Phospholipid metabolism in rat submandibular gland. Positional distribution of fatty acids in phosphatidylcholine and microsomal lysophospholipid acyltransferase systems concerning proliferation

Rat submandibular gland phosphatidylcholine mainly consisted of the 1-saturated acyl-2-unsaturated acyl type. The high occupancy of unsaturated fatty acid at the C-2 position is in part explained by the preference of microsomal acyl-CoA:1-acyl-sn-glycero-3-phosphocholine (1-acyl-GPC) acyltransferase for unsaturated fatty acyl-CoAs. This enzyme activity was partially inhibited by divalent cations. Ca²⁺ may be important for regulation of a deacylation-reacylation cycle, suggested because Ca²⁺ is also known to activate the deacylation enzyme, phospholipase A₂. Although the presence of 1-acyl-GPC acyltransferase activity is also observed in plasma membrane of the submandibular gland, the microsomal enzyme showed properties different from the enzyme in plasma membrane in terms of its susceptibility to neutral salts and detergents.
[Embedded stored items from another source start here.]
//! Right panel: analysis results, project chat, and the version archive of
//! the active file, one tab at a time.

use ratatui::{
    Frame,
    layout::{Constraint, Layout, Rect},
    style::{Modifier, Style},
    text::{Line, Span, Text},
    widgets::{List, ListItem, Paragraph, Tabs, Wrap},
};
use revbench_core::staging::RequestKind;
use revbench_core::types::{Analysis, ChatRole, Issue, ProjectAnalysis};

use crate::app::{AppState, PanelFocus, SideTab};
use crate::theme::Theme;
use crate::ui::layout::{inner_rect, panel_block};

pub fn render_side_panel(frame: &mut Frame, area: Rect, state: &mut AppState, theme: &Theme) {
    let is_focused = state.focus == PanelFocus::Side;
    let inner = inner_rect(area);
    frame.render_widget(panel_block("Assistant", is_focused, theme), area);

    let [tabs_area, body] = inner.layout(&Layout::vertical([Constraint::Length(1), Constraint::Fill(1)]));
    let selected = SideTab::ALL.iter().position(|t| *t == state.side_tab).unwrap_or(0);
    let tabs = Tabs::new(SideTab::ALL.iter().map(|t| t.title()))
        .select(selected)
        .highlight_style(Style::default().fg(theme.border_active).add_modifier(Modifier::BOLD));
    frame.render_widget(tabs, tabs_area);
    state.side_viewport_height = body.height;

    match state.side_tab {
        SideTab::Analysis => {
            let text = analysis_text(state, theme);
            frame.render_widget(
                Paragraph::new(text).wrap(Wrap { trim: false }).scroll((state.side_scroll, 0)),
                body,
            );
        }
        SideTab::Chat => {
            let text = chat_text(state, theme);
            frame.render_widget(
                Paragraph::new(text).wrap(Wrap { trim: false }).scroll((state.side_scroll, 0)),
                body,
            );
        }
        SideTab::Versions => render_versions(frame, body, state, theme),
    }
}

fn heading(text: impl Into<String>) -> Line<'static> {
    Line::from(Span::styled(text.into(), Style::default().add_modifier(Modifier::BOLD)))
}

fn dim(text: impl Into<String>, theme: &Theme) -> Line<'static> {
    Line::from(Span::styled(text.into(), Style::default().fg(theme.gutter)))
}

fn analysis_text(state: &AppState, theme: &Theme) -> Text<'static> {
    let mut lines = Vec::new();

    if let Some(file) = state.active_file() {
        lines.push(heading(file.path.clone()));
        if state.bench.is_pending(&file.id, RequestKind::Analysis) {
            lines.push(dim("Analyzing…", theme));
        }
        match &file.analysis {
            Some(analysis) => push_file_analysis(&mut lines, analysis, theme),
            None => lines.push(dim("No analysis yet. a: analyze file", theme)),
        }
        lines.push(Line::raw(""));
    }

    if let Some(project) = state.bench.active_project() {
        lines.push(heading(format!("Project · {}", project.name)));
        if state.bench.is_project_pending(RequestKind::ProjectAnalysis) {
            lines.push(dim("Analyzing project…", theme));
        }
        match &project.analysis {
            Some(analysis) => push_project_analysis(&mut lines, analysis, theme),
            None => lines.push(dim("No project analysis yet. A: analyze project", theme)),
        }
    } else {
        lines.push(dim("Open a project to see analyses.", theme));
    }

    Text::from(lines)
}

fn push_file_analysis(lines: &mut Vec<Line<'static>>, analysis: &Analysis, theme: &Theme) {
    lines.push(Line::from(vec![
        Span::styled(
            format!(" {} ", analysis.status.label()),
            Style::default().fg(theme.safety(analysis.status)).add_modifier(Modifier::REVERSED | Modifier::BOLD),
        ),
        Span::raw(format!(
            "  quality {}  security {}  performance {}",
            analysis.quality_score, analysis.security_score, analysis.performance_score
        )),
    ]));
    if !analysis.summary.is_empty() {
        lines.push(Line::raw(analysis.summary.clone()));
    }
    if analysis.issues.is_empty() {
        lines.push(dim("No issues found.", theme));
    } else {
        lines.push(dim(format!("{} issue(s) · F: fix all", analysis.issues.len()), theme));
    }
    for issue in &analysis.issues {
        push_issue(lines, issue, theme);
    }
}

fn push_project_analysis(lines: &mut Vec<Line<'static>>, analysis: &ProjectAnalysis, theme: &Theme) {
    lines.push(Line::raw(format!("Architecture score {}", analysis.architecture_score)));
    if !analysis.summary.is_empty() {
        lines.push(Line::raw(analysis.summary.clone()));
    }
    for highlight in &analysis.highlights {
        lines.push(Line::from(vec![
            Span::styled("+ ", Style::default().fg(theme.status_safe)),
            Span::raw(highlight.clone()),
        ]));
    }
    for issue in &analysis.issues {
        push_issue(lines, issue, theme);
    }
}

fn push_issue(lines: &mut Vec<Line<'static>>, issue: &Issue, theme: &Theme) {
    let mut head = vec![
        Span::styled(
            format!("[{}] ", issue.severity.label()),
            Style::default().fg(theme.severity(issue.severity)).add_modifier(Modifier::BOLD),
        ),
        Span::raw(issue.title.clone()),
    ];
    if let Some(line) = issue.line {
        head.push(Span::styled(format!("  L{line}"), Style::default().fg(theme.gutter)));
    }
    lines.push(Line::from(head));
    if !issue.description.is_empty() {
        lines.push(Line::raw(format!("  {}", issue.description)));
    }
    if let Some(suggestion) = &issue.suggestion {
        lines.push(dim(format!("  → {suggestion}"), theme));
    }
}

fn chat_text(state: &AppState, theme: &Theme) -> Text<'static> {
    let Some(project) = state.bench.active_project() else {
        return Text::from(dim("Open a project to chat about it.", theme));
    };
    let mut lines = Vec::new();
    if project.chat.is_empty() {
        lines.push(dim("No messages yet. c: ask a question", theme));
    }
    for message in &project.chat {
        let (who, color) = match message.role {
            ChatRole::User => ("you", theme.chat_user),
            ChatRole::Assistant => ("assistant", theme.chat_assistant),
        };
        lines.push(Line::from(vec![
            Span::styled(who, Style::default().fg(color).add_modifier(Modifier::BOLD)),
            Span::styled(
                format!("  {}", message.created_at.format("%H:%M")),
                Style::default().fg(theme.gutter),
            ),
        ]));
        lines.extend(message.text.lines().map(|l| Line::raw(l.to_owned())));
        lines.push(Line::raw(""));
    }
    if state.bench.is_project_pending(RequestKind::Chat) {
        lines.push(dim("Thinking…", theme));
    }
    Text::from(lines)
}

fn render_versions(frame: &mut Frame, area: Rect, state: &mut AppState, theme: &Theme) {
    let items: Vec<ListItem> = match state.active_file() {
        None => vec![ListItem::new(dim("No file selected.", theme))],
        Some(file) if file.versions.is_empty() => {
            vec![ListItem::new(dim("No earlier versions. Accepting a fix archives one.", theme))]
        }
        Some(_) => state
            .versions()
            .into_iter()
            .map(|v| {
                ListItem::new(vec![
                    Line::raw(v.description.clone()),
                    dim(format!("  {} lines · Enter: revert", v.content.lines().count()), theme),
                ])
            })
            .collect(),
    };
    let list = List::new(items)
        .highlight_style(Style::default().add_modifier(Modifier::REVERSED))
        .highlight_symbol("› ");
    frame.render_stateful_widget(list, area, &mut state.versions_state);
}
Cell proliferation caused by chronic administration of isoproterenol resulted in an increase of linoleic acid at the C-2 position of phosphatidylcholine. However, this alteration did not correlate with the changes of activity and substrate specificity of 1-acyl-GPC acyltransferase and the other C-2 acylation enzyme, 1-acyl-sn-glycero-3-phosphate acyltransferase, which suggests that the alteration of fatty acid by isoproterenol treatment is due to a change of supply of substrates or specific acyl breakdown of phosphatidylcholine.